So often people in the media are scared to touch mental health in any setting other than in very serious and dramatic storylines. It's understandable - mental illness is very serious after all - but this can portray mental illness as a perpetually bleak existence, with extreme and dramatic peaks and troughs. Whilst it certainly can be that way, for many of us the majority of our experience is rather mundane. Most importantly, we have a personality and a life outside of our illness the same as anybody else.

The simple truth is that mental illness or not, we like to laugh too.

So to see a comedy centred around someone openly suicidal and to see him progress to a place where he realises his worth and the meaning of those around him is wonderful.
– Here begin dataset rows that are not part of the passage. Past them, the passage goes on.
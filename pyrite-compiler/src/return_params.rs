//! Detection of pass-through functions: functions whose every `return`
//! hands back the same formal parameter unchanged.

use std::collections::HashMap;

use crate::ast::{FunctionDef, Module, Statement, StatementKind};
use crate::signatures::method_key;

#[derive(Debug, Clone, Copy, PartialEq, Eq)]
enum ReturnState {
    NoneSeen,
    Param(usize),
    Inconsistent,
}

impl ReturnState {
    fn observe(self, index: Option<usize>) -> Self {
        match (self, index) {
            (ReturnState::Inconsistent, _) | (_, None) => ReturnState::Inconsistent,
            (ReturnState::NoneSeen, Some(index)) => ReturnState::Param(index),
            (ReturnState::Param(seen), Some(index)) if seen == index => self,
            (ReturnState::Param(_), Some(_)) => ReturnState::Inconsistent,
        }
    }
}

/// Index of the parameter every `return` of `function` yields, if any.
///
/// Only `return` and `if` statements are inspected; both branches of an `if`
/// are followed and every other statement kind is skipped.
pub fn infer_return_param(function: &FunctionDef) -> Option<usize> {
    let state = scan(&function.body, function, ReturnState::NoneSeen);
    match state {
        ReturnState::Param(index) => Some(index),
        _ => None,
    }
}

fn scan(statements: &[Statement], function: &FunctionDef, mut state: ReturnState) -> ReturnState {
    for statement in statements {
        if state == ReturnState::Inconsistent {
            break;
        }
        state = match &statement.kind {
            StatementKind::Return(value) => {
                let index = value.as_ref().and_then(|value| value.as_name()).and_then(|name| {
                    function
                        .parameters
                        .iter()
                        .position(|parameter| parameter.name == name)
                });
                state.observe(index)
            }
            StatementKind::If(conditional) => {
                let state = scan(&conditional.body, function, state);
                scan(&conditional.orelse, function, state)
            }
            _ => state,
        };
    }
    state
}

/// Pass-through parameter indices for every function and method of a module.
#[tracing::instrument(level = "debug", skip_all)]
pub fn compute_return_param_idxs(module: &Module) -> HashMap<String, usize> {
    let mut indices = HashMap::new();
    for function in module.functions() {
        if let Some(index) = infer_return_param(function) {
            indices.insert(function.name.clone(), index);
        }
    }
    for class in module.classes() {
        for method in class.methods() {
            if let Some(index) = infer_return_param(method) {
                indices.insert(method_key(&class.name, &method.name), index);
            }
        }
    }
    indices
}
It doesn't gloss over or glamourise any of it, but puts a wickedly witty twist on a horrific time in someone's life.

Perhaps the true triumph though lives in the portrayal of the resident "drug addict", Julian (Tim Plester).
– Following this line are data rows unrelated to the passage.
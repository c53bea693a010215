use serde::{Deserialize, Serialize};

use crate::dom::document::Document;
use crate::dom::node::{FieldRole, NodeId};
use crate::error::GarlicError;
use crate::field::config::FieldConfig;
use crate::path::resolver::{PathKey, resolve_node};
use crate::storage::store::Storage;
use crate::trace::logger::TraceLogger;
use crate::trace::trace::{TraceAction, TraceEvent};

/// Observable lifecycle of a bound field.
///
/// `Bound` right after construction (restore already ran), `Idle` after a
/// capture, `Cleared` after its entry was erased. A cleared field goes back
/// to `Idle` on the next capture.
#[derive(Debug, Clone, Copy, PartialEq, Eq)]
pub enum ControllerState {
    Bound,
    Idle,
    Cleared,
}

/// Controller operations that can be invoked by name through the binder.
#[derive(Debug, Clone, Copy, PartialEq, Eq, Serialize, Deserialize)]
#[serde(rename_all = "snake_case")]
pub enum ControllerMethod {
    Persist,
    Retrieve,
    Destroy,
    Remove,
    Path,
}

impl ControllerMethod {
    pub fn parse(name: &str) -> Option<Self> {
        match name {
            "persist" => Some(ControllerMethod::Persist),
            "retrieve" => Some(ControllerMethod::Retrieve),
            "destroy" => Some(ControllerMethod::Destroy),
            "remove" => Some(ControllerMethod::Remove),
            "path" | "getPath" => Some(ControllerMethod::Path),
            _ => None,
        }
    }
}

#[derive(Debug, Clone, PartialEq)]
pub enum MethodOutput {
    Done,
    Path(PathKey),
}

/// Lifecycle of one persisted field.
#[derive(Debug, Clone)]
pub struct FieldController {
    field: NodeId,
    role: FieldRole,
    path: PathKey,
    config: FieldConfig,
    state: ControllerState,
}

impl FieldController {
    /// Resolve the field's key and restore any saved value.
    pub fn bind(
        doc: &mut Document,
        storage: &Storage,
        field: NodeId,
        config: FieldConfig,
        tracer: &TraceLogger,
    ) -> Result<Self, GarlicError> {
        let path = resolve_node(doc, field)?;
        let mut controller = FieldController {
            field,
            role: doc.role(field),
            path,
            config,
            state: ControllerState::Bound,
        };

        controller.trace(tracer, TraceEvent::now(TraceAction::Bind), None);
        controller.retrieve(doc, storage, tracer)?;
        Ok(controller)
    }

    pub fn field(&self) -> NodeId {
        self.field
    }

    pub fn role(&self) -> FieldRole {
        self.role
    }

    pub fn path(&self) -> &PathKey {
        &self.path
    }

    pub fn config(&self) -> &FieldConfig {
        &self.config
    }

    pub fn state(&self) -> ControllerState {
        self.state
    }

    /// Recompute the key after the document changed shape.
    pub fn refresh_path(&mut self, doc: &Document) -> Result<(), GarlicError> {
        self.path = resolve_node(doc, self.field)?;
        Ok(())
    }

    /// Apply the stored value. Checkable inputs are checked only when the
    /// stored string equals their own value exactly; a restored radio
    /// unchecks the rest of its group.
    pub fn retrieve(
        &mut self,
        doc: &mut Document,
        storage: &Storage,
        tracer: &TraceLogger,
    ) -> Result<(), GarlicError> {
        let Some(stored) = storage.get(self.path.as_str()) else {
            return Ok(());
        };

        if self.role.is_checkable() {
            if stored == doc.value(self.field) {
                doc.check(self.field)?;
                self.trace(
                    tracer,
                    TraceEvent::now(TraceAction::Restore).with_detail("checked"),
                    None,
                );
            }
            return Ok(());
        }

        doc.set_value(self.field, &stored)?;
        self.trace(tracer, TraceEvent::now(TraceAction::Restore), None);
        Ok(())
    }

    /// Save the current value. A checkbox that already has an entry is
    /// toggled off instead.
    pub fn persist(
        &mut self,
        doc: &mut Document,
        storage: &mut Storage,
        tracer: &TraceLogger,
    ) -> Result<(), GarlicError> {
        self.persist_on(None, doc, storage, tracer)
    }

    /// `persist`, recording the document event that triggered it.
    pub fn persist_on(
        &mut self,
        event: Option<&str>,
        doc: &mut Document,
        storage: &mut Storage,
        tracer: &TraceLogger,
    ) -> Result<(), GarlicError> {
        if self.role == FieldRole::Checkbox && storage.has(self.path.as_str()) {
            self.trace(tracer, TraceEvent::now(TraceAction::ToggleOff), event);
            return self.destroy_on(event, doc, storage, tracer);
        }

        let value = doc.value(self.field);
        storage.set(self.path.as_str(), &value);
        self.state = ControllerState::Idle;
        self.trace(
            tracer,
            TraceEvent::now(TraceAction::Capture).with_detail(format!("{} bytes", value.len())),
            event,
        );
        Ok(())
    }

    /// Erase the entry; checkable inputs are unchecked. The field's text
    /// value is left alone.
    pub fn destroy(
        &mut self,
        doc: &mut Document,
        storage: &mut Storage,
        tracer: &TraceLogger,
    ) -> Result<(), GarlicError> {
        self.destroy_on(None, doc, storage, tracer)
    }

    /// `destroy`, recording the document event that triggered it.
    pub fn destroy_on(
        &mut self,
        event: Option<&str>,
        doc: &mut Document,
        storage: &mut Storage,
        tracer: &TraceLogger,
    ) -> Result<(), GarlicError> {
        if self.role.is_checkable() {
            doc.set_checked(self.field, false)?;
        }

        storage.delete(self.path.as_str());
        self.state = ControllerState::Cleared;
        self.trace(tracer, TraceEvent::now(TraceAction::Clear), event);
        Ok(())
    }

    /// Erase the entry and empty the field.
    pub fn remove(
        &mut self,
        doc: &mut Document,
        storage: &mut Storage,
        tracer: &TraceLogger,
    ) -> Result<(), GarlicError> {
        self.destroy(doc, storage, tracer)?;
        if !self.role.is_checkable() {
            doc.set_value(self.field, "")?;
        }
        self.trace(tracer, TraceEvent::now(TraceAction::Remove), None);
        Ok(())
    }

    pub fn invoke(
        &mut self,
        method: ControllerMethod,
        doc: &mut Document,
        storage: &mut Storage,
        tracer: &TraceLogger,
    ) -> Result<MethodOutput, GarlicError> {
        match method {
            ControllerMethod::Persist => self.persist(doc, storage, tracer)?,
            ControllerMethod::Retrieve => self.retrieve(doc, storage, tracer)?,
            ControllerMethod::Destroy => self.destroy(doc, storage, tracer)?,
            ControllerMethod::Remove => self.remove(doc, storage, tracer)?,
            ControllerMethod::Path => return Ok(MethodOutput::Path(self.path.clone())),
        }
        Ok(MethodOutput::Done)
    }

    fn trace(&self, tracer: &TraceLogger, event: TraceEvent, trigger: Option<&str>) {
        if !self.config.debug {
            return;
        }
        let event = event.with_field(self.field).with_key(&self.path);
        match trigger {
            Some(name) => tracer.log(&event.with_event(name)),
            None => tracer.log(&event),
        }
    }
}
From the moment we meet Julian, he is one thing - a drug addict. Although throughout the series we see glimpses into the fact that Julian was not always so, for us and for Tony, he is simply an addict. We hear that Julian lost his girlfriend too, and is in a similar mental state to Tony yet he is not offered the same complexity in his character, staying firmly one-dimensional in his existence. Tony is a man in pain, lost in the wake of his wife and although he dabbles in Class A drug use, he is at all times separate from Julian. Julian is not afforded the same level of sympathy or understanding in the series, as it breezes past his homelessness and bereavement.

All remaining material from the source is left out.